Configuration avancée du client

Configurations HttpClient pour les cas d'utilisation avancés.

Read more

HttpClient 4 - Envoyer un cookie personnalisé

Comment envoyer des cookies personnalisés avec Apache HttpClient 4.

Read more

2. LesSSLPeerUnverifiedException

Sans configurer SSL avec lesHttpClient, le test suivant - consommant une URL HTTPS - échouera: 

public class RestClientLiveManualTest {

    @Test(expected = SSLPeerUnverifiedException.class)
    public void whenHttpsUrlIsConsumed_thenException()
      throws ClientProtocolException, IOException {

        CloseableHttpClient httpClient = HttpClients.createDefault();
        String urlOverHttps
          = "https://localhost:8082/httpclient-simple";
        HttpGet getMethod = new HttpGet(urlOverHttps);

        HttpResponse response = httpClient.execute(getMethod);
        assertThat(response.getStatusLine().getStatusCode(), equalTo(200));
    }
}

L'échec exact est: 

javax.net.ssl.SSLPeerUnverifiedException: peer not authenticated
    at sun.security.ssl.SSLSessionImpl.getPeerCertificates(SSLSessionImpl.java:397)
    at org.apache.http.conn.ssl.AbstractVerifier.verify(AbstractVerifier.java:126)
    ...

Lejavax.net.ssl.SSLPeerUnverifiedException exception se produit chaque fois qu'une chaîne de confiance valide n'a pas pu être établie pour l'URL.

3. Configurer SSL - Tout accepter (HttpClient <4.3)
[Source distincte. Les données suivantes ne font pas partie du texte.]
//! Strict EIP-712 typed-data validation and hashing.
//!
//! Signing requests are attacker-controlled. Everything is checked before we
//! hash or show anything: the payload shape, the type grammar, and every value
//! against its declared type using 256-bit arithmetic.

pub mod grammar;
pub mod hash;
pub mod validate;

use alloy_primitives::{Address, B256, U256};
use serde_json::Value;

pub use self::grammar::FieldType;
pub use self::validate::{TypeTree, TypedDataVersion, TypedField, TypedValue};

#[derive(Debug, Clone, PartialEq, Eq, thiserror::Error)]
#[error("invalid typed data at {path}: {reason}")]
pub struct InvalidTypedData {
    /// Breadcrumb to the offending field, e.g. `message.details[1].amount`.
    pub path: String,
    pub reason: String,
}

impl InvalidTypedData {
    pub fn new(path: &str, reason: impl Into<String>) -> Self {
        Self {
            path: path.to_string(),
            reason: reason.into(),
        }
    }
}

/// A payload that passed validation, with its hashes.
#[derive(Debug, Clone, PartialEq, Eq)]
pub struct VerifiedTypedData {
    pub tree: TypeTree,
    pub primary_type: String,
    pub domain: TypedValue,
    /// `None` when the primary type is `EIP712Domain`.
    pub message: Option<TypedValue>,
    pub domain_separator: B256,
    pub message_hash: Option<B256>,
    pub signing_hash: B256,
}

impl VerifiedTypedData {
    pub fn domain_chain_id(&self) -> Option<U256> {
        self.domain.field("chainId").and_then(TypedValue::as_uint)
    }

    pub fn verifying_contract(&self) -> Option<Address> {
        self.domain
            .field("verifyingContract")
            .and_then(TypedValue::as_address)
    }

    pub fn message_field(&self, name: &str) -> Option<&TypedValue> {
        self.message.as_ref().and_then(|m| m.field(name))
    }

    pub fn encode_type(&self) -> String {
        hash::encode_type(&self.tree, &self.primary_type)
    }
}

/// Validate and hash a typed-data payload.
pub fn verify_typed_data(
    raw: &Value,
    version: TypedDataVersion,
) -> Result<VerifiedTypedData, InvalidTypedData> {
    let parsed = validate::parse_payload(raw, version)?;
    let domain_separator = hash::hash_struct(&parsed.tree, &parsed.domain)?;
    let message_hash = parsed
        .message
        .as_ref()
        .map(|m| hash::hash_struct(&parsed.tree, m))
        .transpose()?;
    let signing_hash = hash::signing_hash(domain_separator, message_hash);
    Ok(VerifiedTypedData {
        tree: parsed.tree,
        primary_type: parsed.primary_type,
        domain: parsed.domain,
        message: parsed.message,
        domain_separator,
        message_hash,
        signing_hash,
    })
}

/// Payloads frequently arrive as a JSON string inside the params array.
pub fn verify_typed_data_str(
    raw: &str,
    version: TypedDataVersion,
) -> Result<VerifiedTypedData, InvalidTypedData> {
    let value: Value = serde_json::from_str(raw)
        .map_err(|e| InvalidTypedData::new("$", format!("not valid JSON: {e}")))?;
    verify_typed_data(&value, version)
}
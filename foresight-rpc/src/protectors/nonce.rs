use async_trait::async_trait;

use super::{Protector, ProtectorContext, QuarantineCode};
use crate::ethrpc::RpcError;
use crate::simulation::SimulatedTransaction;

/// Flags transactions whose request pinned a nonce out of sequence. Such a
/// transaction either replaces a pending one or waits behind a gap.
pub struct NonceProtector;

#[async_trait]
impl Protector for NonceProtector {
    fn name(&self) -> &'static str {
        "unexpected-nonce"
    }

    async fn inspect(
        &self,
        tx: &SimulatedTransaction,
        _ctx: &ProtectorContext<'_>,
    ) -> Result<Vec<QuarantineCode>, RpcError> {
        Ok(tx
            .pre_simulation
            .expected_nonce
            .map(|_| QuarantineCode::UnexpectedNonce)
            .into_iter()
            .collect())
    }
}

#[cfg(test)]
mod tests {
    use std::sync::Arc;

    use alloy_primitives::{Address, Bytes};

    use super::*;
    use crate::ethrpc::{EthRpcClient, RetryPolicy};
    use crate::test_utils::{anchor_state, simulated_transaction, ScriptedTransport};

    #[tokio::test]
    async fn test_flags_only_out_of_sequence_nonces() {
        let client = EthRpcClient::new(Arc::new(ScriptedTransport::new()), RetryPolicy::default());
        let state = anchor_state();
        let ctx = ProtectorContext {
            state: &state,
            client: &client,
            abort: None,
        };
        let mut tx = simulated_transaction(Address::repeat_byte(1), Some(Address::repeat_byte(2)), Bytes::new(), vec![]);
        assert!(NonceProtector.inspect(&tx, &ctx).await.unwrap().is_empty());

        tx.pre_simulation.expected_nonce = Some(3);
        assert_eq!(
            NonceProtector.inspect(&tx, &ctx).await.unwrap(),
            vec![QuarantineCode::UnexpectedNonce]
        );
    }
}
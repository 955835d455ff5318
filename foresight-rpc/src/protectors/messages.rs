//! Checks on signature requests.
//!
//! Off-chain signatures never reach the simulator, yet a permit signed today
//! moves tokens tomorrow. These checks judge the message itself.

use alloy_primitives::{Address, U256};
use async_trait::async_trait;

use super::approvals::UNLIMITED_APPROVAL_THRESHOLD;
use super::{Protector, ProtectorContext, QuarantineCode};
use crate::ethrpc::RpcError;
use crate::simulation::{SignableMessage, SignedMessage, SimulatedTransaction};
use crate::typed_data::{TypedValue, VerifiedTypedData};

/// EIP-712 primary types that authorize token movement.
pub const PERMIT_PRIMARY_TYPES: &[&str] = &[
    "Permit",                    // ERC-2612, DAI
    "PermitSingle",              // Permit2 allowance
    "PermitBatch",               // Permit2 allowance, many tokens
    "PermitTransferFrom",        // Permit2 signature transfer
    "PermitWitnessTransferFrom", // Permit2 signature transfer with witness
    "PermitBatchTransferFrom",
];

/// Fields naming the address that gains the allowance.
const SPENDER_FIELDS: &[&str] = &["spender", "operator", "taker"];

pub fn is_permit(typed: &VerifiedTypedData) -> bool {
    PERMIT_PRIMARY_TYPES
        .iter()
        .any(|t| typed.primary_type.eq_ignore_ascii_case(t))
}

/// Amounts a permit grants, wherever the known layouts keep them:
/// `value` (ERC-2612), `details.amount` (Permit2 allowance) and
/// `permitted.amount` (Permit2 transfer), each possibly an array.
fn granted_amounts(typed: &VerifiedTypedData) -> Vec<U256> {
    fn amounts_in(value: &TypedValue, out: &mut Vec<U256>) {
        match value {
            TypedValue::Array(items) => items.iter().for_each(|item| amounts_in(item, out)),
            TypedValue::Struct { .. } => {
                if let Some(amount) = value.field("amount").and_then(TypedValue::as_uint) {
                    out.push(amount);
                }
            }
            _ => {}
        }
    }

    let mut amounts = Vec::new();
    for name in ["value", "amount"] {
        if let Some(v) = typed.message_field(name).and_then(TypedValue::as_uint) {
            amounts.push(v);
        }
    }
    for name in ["details", "permitted"] {
        if let Some(nested) = typed.message_field(name) {
            amounts_in(nested, &mut amounts);
        }
    }
    amounts
}

fn is_unlimited_permit(typed: &VerifiedTypedData) -> bool {
    // DAI's permit has no amount, only `allowed`, and grants everything.
    if matches!(typed.message_field("allowed"), Some(TypedValue::Bool(true))) {
        return true;
    }
    granted_amounts(typed)
        .into_iter()
        .any(|amount| amount >= UNLIMITED_APPROVAL_THRESHOLD)
}

fn permit_spender(typed: &VerifiedTypedData) -> Option<Address> {
    SPENDER_FIELDS
        .iter()
        .find_map(|name| typed.message_field(name).and_then(TypedValue::as_address))
}

/// Flags blind hash signing, dangerous permits and cross-chain signatures.
pub struct MessageProtector;

#[async_trait]
impl Protector for MessageProtector {
    fn name(&self) -> &'static str {
        "messages"
    }

    async fn inspect(
        &self,
        _tx: &SimulatedTransaction,
        _ctx: &ProtectorContext<'_>,
    ) -> Result<Vec<QuarantineCode>, RpcError> {
        Ok(Vec::new())
    }

    async fn inspect_message(
        &self,
        message: &SignedMessage,
        ctx: &ProtectorContext<'_>,
    ) -> Result<Vec<QuarantineCode>, RpcError> {
        let typed = match &message.message {
            SignableMessage::EthSign { data } if data.len() == 32 => {
                return Ok(vec![QuarantineCode::BlindHashSignature]);
            }
            SignableMessage::TypedData(typed) => typed,
            SignableMessage::EthSign { .. }
            | SignableMessage::PersonalSign { .. }
            | SignableMessage::TypedDataV1 { .. } => return Ok(Vec::new()),
        };

        let mut codes = Vec::new();
        if let Some(chain_id) = typed.domain_chain_id() {
            if chain_id != U256::from(ctx.state.chain_id) {
                codes.push(QuarantineCode::ChainIdMismatch);
            }
        }
        if is_permit(typed) {
            if is_unlimited_permit(typed) {
                codes.push(QuarantineCode::UnlimitedPermit);
            }
            if let Some(spender) = permit_spender(typed) {
                if !ctx.has_code(spender).await? {
                    codes.push(QuarantineCode::PermitToEoa);
                }
            }
        }
        Ok(codes)
    }
}

#[cfg(test)]
mod tests {
    use std::collections::BTreeSet;
    use std::sync::Arc;

    use alloy_primitives::{Bytes, B256};
    use chrono::Utc;
    use serde_json::{json, Value};

    use super::*;
    use crate::ethrpc::{EthRpcClient, RetryPolicy};
    use crate::test_utils::{anchor_state, code_for, ScriptedTransport};
    use crate::typed_data::{verify_typed_data, TypedDataVersion};

    const ROUTER: &str = "0x3fC91A3afd70395Cd496C647d5a6CC9D4B2b7FAD";
    const PERMIT2: &str = "0x000000000022D473030F116dDEE9F6B43aC78BA3";

    fn signed(message: SignableMessage) -> SignedMessage {
        SignedMessage {
            identifier: B256::repeat_byte(1),
            method: "eth_signTypedData_v4".into(),
            from: Address::repeat_byte(1),
            message,
            website: "https://app.example".into(),
            created: Utc::now(),
            quarantine_codes: BTreeSet::new(),
        }
    }

    async fn inspect(message: SignableMessage) -> Vec<QuarantineCode> {
        let transport = Arc::new(ScriptedTransport::new());
        code_for(&transport, vec![ROUTER.parse().unwrap(), PERMIT2.parse().unwrap()]);
        let client = EthRpcClient::new(transport, RetryPolicy::default());
        let state = anchor_state();
        let ctx = ProtectorContext {
            state: &state,
            client: &client,
            abort: None,
        };
        MessageProtector.inspect_message(&signed(message), &ctx).await.unwrap()
    }

    fn typed(raw: Value) -> SignableMessage {
        SignableMessage::TypedData(Box::new(verify_typed_data(&raw, TypedDataVersion::V4).unwrap()))
    }

    fn permit_single(amount: &str, spender: &str, chain_id: u64) -> Value {
        json!({
            "types": {
                "EIP712Domain": [
                    {"name": "name", "type": "string"},
                    {"name": "chainId", "type": "uint256"},
                    {"name": "verifyingContract", "type": "address"}
                ],
                "PermitDetails": [
                    {"name": "token", "type": "address"},
                    {"name": "amount", "type": "uint160"},
                    {"name": "expiration", "type": "uint48"},
                    {"name": "nonce", "type": "uint48"}
                ],
                "PermitSingle": [
                    {"name": "details", "type": "PermitDetails"},
                    {"name": "spender", "type": "address"},
                    {"name": "sigDeadline", "type": "uint256"}
                ]
            },
            "primaryType": "PermitSingle",
            "domain": {"name": "Permit2", "chainId": chain_id, "verifyingContract": PERMIT2},
            "message": {
                "details": {
                    "token": "0xA0b86991c6218b36c1d19D4a2e9Eb0cE3606eB48",
                    "amount": amount,
                    "expiration": "1718000000",
                    "nonce": "0"
                },
                "spender": spender,
                "sigDeadline": "1718000000"
            }
        })
    }

    #[tokio::test]
    async fn test_blind_hash_signature() {
        let codes = inspect(SignableMessage::EthSign {
            data: Bytes::from(vec![0xab; 32]),
        })
        .await;
        assert_eq!(codes, vec![QuarantineCode::BlindHashSignature]);

        let codes = inspect(SignableMessage::EthSign {
            data: Bytes::from(b"hello".to_vec()),
        })
        .await;
        assert!(codes.is_empty());
    }

    #[tokio::test]
    async fn test_personal_sign_is_not_flagged() {
        let codes = inspect(SignableMessage::PersonalSign {
            message: Bytes::from(vec![0xab; 32]),
        })
        .await;
        assert!(codes.is_empty());
    }

    #[tokio::test]
    async fn test_unlimited_permit2_to_contract() {
        let max_uint160 = "1461501637330902918203684832716283019655932542975";
        let codes = inspect(typed(permit_single(max_uint160, ROUTER, 1))).await;
        assert_eq!(codes, vec![QuarantineCode::UnlimitedPermit]);
    }

    #[tokio::test]
    async fn test_bounded_permit_to_eoa() {
        let eoa = "0x6666666666666666666666666666666666666666";
        let codes = inspect(typed(permit_single("1000000", eoa, 1))).await;
        assert_eq!(codes, vec![QuarantineCode::PermitToEoa]);
    }

    #[tokio::test]
    async fn test_chain_id_mismatch() {
        let codes = inspect(typed(permit_single("1000000", ROUTER, 137))).await;
        assert_eq!(codes, vec![QuarantineCode::ChainIdMismatch]);
    }

    #[tokio::test]
    async fn test_dai_style_permit_is_unlimited() {
        let raw = json!({
            "types": {
                "EIP712Domain": [
                    {"name": "name", "type": "string"},
                    {"name": "version", "type": "string"},
                    {"name": "chainId", "type": "uint256"},
                    {"name": "verifyingContract", "type": "address"}
                ],
                "Permit": [
                    {"name": "holder", "type": "address"},
                    {"name": "spender", "type": "address"},
                    {"name": "nonce", "type": "uint256"},
                    {"name": "expiry", "type": "uint256"},
                    {"name": "allowed", "type": "bool"}
                ]
            },
            "primaryType": "Permit",
            "domain": {
                "name": "Dai Stablecoin",
                "version": "1",
                "chainId": 1,
                "verifyingContract": "0x6B175474E89094C44Da98b954EedeAC495271d0F"
            },
            "message": {
                "holder": "0x0101010101010101010101010101010101010101",
                "spender": ROUTER,
                "nonce": 0,
                "expiry": 0,
                "allowed": true
            }
        });
        assert_eq!(inspect(typed(raw)).await, vec![QuarantineCode::UnlimitedPermit]);
    }
}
Configurons maintenant le client HTTP pour qu'il approuve toutes les chaînes de certificats, quelle que soit leur validité: 

@Test
public final void givenAcceptingAllCertificates_whenHttpsUrlIsConsumed_thenOk()
  throws GeneralSecurityException {
    HttpComponentsClientHttpRequestFactory requestFactory = new HttpComponentsClientHttpRequestFactory();
    CloseableHttpClient httpClient = (CloseableHttpClient) requestFactory.getHttpClient();

    TrustStrategy acceptingTrustStrategy = (cert, authType) -> true;
    SSLSocketFactory sf = new SSLSocketFactory(acceptingTrustStrategy, ALLOW_ALL_HOSTNAME_VERIFIER);
    httpClient.getConnectionManager().getSchemeRegistry().register(new Scheme("https", 8443, sf));

    ResponseEntity response = new RestTemplate(requestFactory).
      exchange(urlOverHttps, HttpMethod.GET, null, String.class);
    assertThat(response.getStatusCode().value(), equalTo(200));
}

Avec le nouveauTrustStrategy maintenantoverriding the standard certificate verification process (qui devrait consulter un gestionnaire de confiance configuré) - le test réussit maintenant etthe client is able to consume the HTTPS URL.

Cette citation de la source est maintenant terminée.